Task to carry out |
Every line in the records below between the one holding "let (state, _)" and the one holding "open(client: TodoClient, transport: T, config: StoreConfig)", inclusive, is to be set down exactly; all other lines are to be left out.

Listed entries |
-=-=-=-=-
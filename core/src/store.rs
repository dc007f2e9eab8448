//! The local view of the remote todo collection.
//!
//! # Design
//! `TodoStore` is the single owner of the collection and the status slot.
//! Both live in a `tokio::sync::watch` channel: readers take immutable
//! `StoreSnapshot`s or subscribe to changes, and operations publish a new
//! snapshot when their response arrives.
//!
//! Operations take `&self` and never hold the state across an `.await`, so
//! several may be in flight at once on a single-threaded runtime. They are
//! not serialized against each other; whichever response resolves last
//! decides the final collection. A `load` that completes after a `create`
//! replaces the collection wholesale, including the appended item.
//!
//! Optimistic changes remember which `load` they were applied against. A
//! rollback is skipped once a newer `load` has replaced the collection, or
//! once the slot no longer holds the optimistic value.
//!
//! Remote failures are converted into `SyncStatus::Error` at the call site
//! and also returned as `StoreError::Remote`. Validation failures return an
//! error without touching state.

use std::sync::atomic::{AtomicU64, Ordering};

use chrono::Utc;
use tokio::sync::watch;
use tracing::{debug, warn};

use crate::client::TodoClient;
use crate::config::{StoreConfig, UpdatePolicy};
use crate::error::{Action, ApiError, StoreError};
use crate::status::SyncStatus;
use crate::transport::Transport;
use crate::types::{NewTodo, TodoDraft, TodoId, TodoItem};

/// Immutable view of the store at one point in time.
#[derive(Debug, Clone, Default, PartialEq, Eq)]
pub struct StoreSnapshot {
    pub todos: Vec<TodoItem>,
    pub status: SyncStatus,
}

impl StoreSnapshot {
    pub fn get(&self, id: TodoId) -> Option<&TodoItem> {
        self.todos.iter().find(|t| t.id == Some(id))
    }
}

pub struct TodoStore<T> {
    client: TodoClient,
    transport: T,
    config: StoreConfig,
    state: watch::Sender<StoreSnapshot>,
    // bumped inside the publishing closure of every successful load
    loads: AtomicU64,
}

/// What an optimistic change displaced.
struct Displaced {
    generation: u64,
    index: usize,
    item: TodoItem,
}

impl<T: Transport> TodoStore<T> {
    /// An empty store. Nothing is fetched until `load` is called.
    pub fn new(client: TodoClient, transport: T, config: StoreConfig) -> Self {
        let (state, _) = watch::channel(StoreSnapshot::default());
        Self {
            client,
            transport,
            config,
            state,
            loads: AtomicU64::new(0),
        }
    }

    /// A store that has already attempted its initial `load`. A failed load
    /// leaves the collection empty with the error in the status slot.
    pub async fn open(client: TodoClient, transport: T, config: StoreConfig) -> Self {
        let store = Self::new(client, transport, config);
        // failure is already recorded in the status slot
        let _ = store.load().await;
        store
    }

    pub fn snapshot(&self) -> StoreSnapshot {
        self.state.borrow().clone()
    }

    pub fn todos(&self) -> Vec<TodoItem> {
        self.state.borrow().todos.clone()
    }

    pub fn status(&self) -> SyncStatus {
        self.state.borrow().status.clone()
    }

    /// A receiver that is notified whenever a new snapshot is published.
    pub fn subscribe(&self) -> watch::Receiver<StoreSnapshot> {
        self.state.subscribe()
    }

    /// Replace the collection with the server's and clear the status.
    #[tracing::instrument(skip(self), fields(base_url = self.client.base_url()))]
    pub async fn load(&self) -> Result<(), StoreError> {
        match self.fetch_all().await {
            Ok(todos) => {
                debug!(count = todos.len(), "loaded todos");
                self.state.send_modify(|s| {
                    self.loads.fetch_add(1, Ordering::Relaxed);
                    s.todos = todos;
                    s.status = SyncStatus::Empty;
                });
                Ok(())
            }
            Err(err) => Err(self.fail(Action::Load, err)),
        }
    }

    /// Send a pending item built from `draft` and append the server's copy.
    #[tracing::instrument(skip(self, draft), fields(title = %draft.title))]
    pub async fn create(&self, draft: TodoDraft) -> Result<TodoItem, StoreError> {
        if draft.title.trim().is_empty() {
            debug!("ignoring draft with empty title");
            return Err(StoreError::EmptyTitle);
        }

        let pending = NewTodo::pending(draft, Utc::now());
        match self.send_create(&pending).await {
            Ok(created) => {
                debug!(id = ?created.id, "created todo");
                let message = format!("Added \"{}\".", created.title);
                let item = created.clone();
                let id = item.id;
                self.state.send_modify(|s| {
                    // a concurrent load may already have delivered this id
                    match s.todos.iter_mut().find(|t| t.id == id) {
                        Some(existing) => *existing = item,
                        None => s.todos.push(item),
                    }
                    s.status = SyncStatus::Success(message);
                });
                Ok(created)
            }
            Err(err) => Err(self.fail(Action::Create, err)),
        }
    }

    /// Delete `id` remotely, then drop it locally.
    #[tracing::instrument(skip(self))]
    pub async fn remove(&self, id: TodoId) -> Result<(), StoreError> {
        let detached = match self.config.policy {
            UpdatePolicy::Optimistic => self.detach(id),
            UpdatePolicy::Confirmed => None,
        };

        match self.send_delete(id).await {
            Ok(()) => {
                debug!("deleted todo");
                self.state.send_modify(|s| {
                    s.todos.retain(|t| t.id != Some(id));
                    s.status = SyncStatus::Success(format!("Deleted todo {id}."));
                });
                Ok(())
            }
            Err(err) => {
                if let Some(displaced) = detached {
                    self.reattach(displaced);
                }
                Err(self.fail(Action::Remove, err))
            }
        }
    }

    /// Flip the status of `item` remotely and adopt the server's copy.
    #[tracing::instrument(skip(self, item), fields(id = ?item.id))]
    pub async fn toggle_status(&self, item: &TodoItem) -> Result<TodoItem, StoreError> {
        let id = item.id.ok_or(StoreError::Unsaved)?;
        let toggled = item.toggled();

        let displaced = match self.config.policy {
            UpdatePolicy::Optimistic => self.replace(id, toggled.clone()),
            UpdatePolicy::Confirmed => None,
        };

        match self.send_update(id, &toggled).await {
            Ok(current) => {
                debug!(status = %current.status, "updated todo");
                let message = format!("Marked \"{}\" as {}.", current.title, current.status);
                let item = current.clone();
                self.state.send_modify(|s| {
                    if let Some(existing) = s.todos.iter_mut().find(|t| t.id == Some(id)) {
                        *existing = item;
                    }
                    s.status = SyncStatus::Success(message);
                });
                Ok(current)
            }
            Err(err) => {
                if let Some(displaced) = displaced {
                    self.restore(&toggled, displaced);
                }
                Err(self.fail(Action::Toggle, err))
            }
        }
    }

    /// Ask the server for a summary and put it in the status slot.
    #[tracing::instrument(skip(self))]
    pub async fn summarize(&self) -> Result<String, StoreError> {
        if !self.config.summarize {
            debug!("summaries disabled");
            return Err(StoreError::SummariesDisabled);
        }

        match self.send_summarize().await {
            Ok(summary) => {
                debug!("received summary");
                let status = SyncStatus::Success(summary.clone());
                self.state.send_modify(|s| s.status = status);
                Ok(summary)
            }
            Err(err) => Err(self.fail(Action::Summarize, err)),
        }
    }

    async fn fetch_all(&self) -> Result<Vec<TodoItem>, ApiError> {
        let response = self.transport.execute(self.client.build_list_todos()).await?;
        self.client.parse_list_todos(response)
    }

    async fn send_create(&self, input: &NewTodo) -> Result<TodoItem, ApiError> {
        let request = self.client.build_create_todo(input)?;
        let response = self.transport.execute(request).await?;
        self.client.parse_create_todo(response)
    }

    async fn send_delete(&self, id: TodoId) -> Result<(), ApiError> {
        let response = self.transport.execute(self.client.build_delete_todo(id)).await?;
        self.client.parse_delete_todo(response)
    }

    async fn send_update(&self, id: TodoId, item: &TodoItem) -> Result<TodoItem, ApiError> {
        let request = self.client.build_update_todo(id, item)?;
        let response = self.transport.execute(request).await?;
        self.client.parse_update_todo(response)
    }

    async fn send_summarize(&self) -> Result<String, ApiError> {
        let response = self.transport.execute(self.client.build_summarize()).await?;
        self.client.parse_summarize(response)
    }

    /// Record a remote failure in the status slot and wrap it.
    fn fail(&self, action: Action, source: ApiError) -> StoreError {
        let err = StoreError::Remote { action, source };
        warn!(error = %err, "remote operation failed");
        let status = SyncStatus::Error(err.to_string());
        self.state.send_modify(|s| s.status = status);
        err
    }

    /// Remove `id` locally, returning where it was.
    fn detach(&self, id: TodoId) -> Option<Displaced> {
        let mut displaced = None;
        self.state.send_if_modified(|s| {
            let Some(index) = s.todos.iter().position(|t| t.id == Some(id)) else {
                return false;
            };
            displaced = Some(Displaced {
                generation: self.loads.load(Ordering::Relaxed),
                index,
                item: s.todos.remove(index),
            });
            true
        });
        displaced
    }

    /// Put a detached item back, unless a later load or another operation
    /// has settled the collection since.
    fn reattach(&self, displaced: Displaced) {
        self.state.send_if_modified(|s| {
            if self.loads.load(Ordering::Relaxed) != displaced.generation {
                debug!("collection reloaded, dropping rollback");
                return false;
            }
            if s.todos.iter().any(|t| t.id == displaced.item.id) {
                return false;
            }
            let index = displaced.index.min(s.todos.len());
            s.todos.insert(index, displaced.item);
            true
        });
    }

    /// Swap the item with `id` for `item`, returning the old one.
    fn replace(&self, id: TodoId, item: TodoItem) -> Option<Displaced> {
        let mut displaced = None;
        self.state.send_if_modified(|s| {
            let Some(index) = s.todos.iter().position(|t| t.id == Some(id)) else {
                return false;
            };
            displaced = Some(Displaced {
                generation: self.loads.load(Ordering::Relaxed),
                index,
                item: std::mem::replace(&mut s.todos[index], item),
            });
            true
        });
        displaced
    }

    /// Undo `replace`, but only while the slot still holds `applied` and no
    /// load has happened in between.
    fn restore(&self, applied: &TodoItem, displaced: Displaced) {
        self.state.send_if_modified(|s| {
            if self.loads.load(Ordering::Relaxed) != displaced.generation {
                debug!("collection reloaded, dropping rollback");
                return false;
            }
            match s.todos.iter_mut().find(|t| t.id == displaced.item.id) {
                Some(current) if *current == *applied => {
                    *current = displaced.item;
                    true
                }
                _ => false,
            }
        });
    }
}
-=-=-=-=-
Answer space |
        let (state, _) = watch::channel(StoreSnapshot::default());
        Self {
            client,
            transport,
            config,
            state,
            loads: AtomicU64::new(0),
        }
    }

    /// A store that has already attempted its initial `load`. A failed load
    /// leaves the collection empty with the error in the status slot.
    pub async fn open(client: TodoClient, transport: T, config: StoreConfig) -> Self {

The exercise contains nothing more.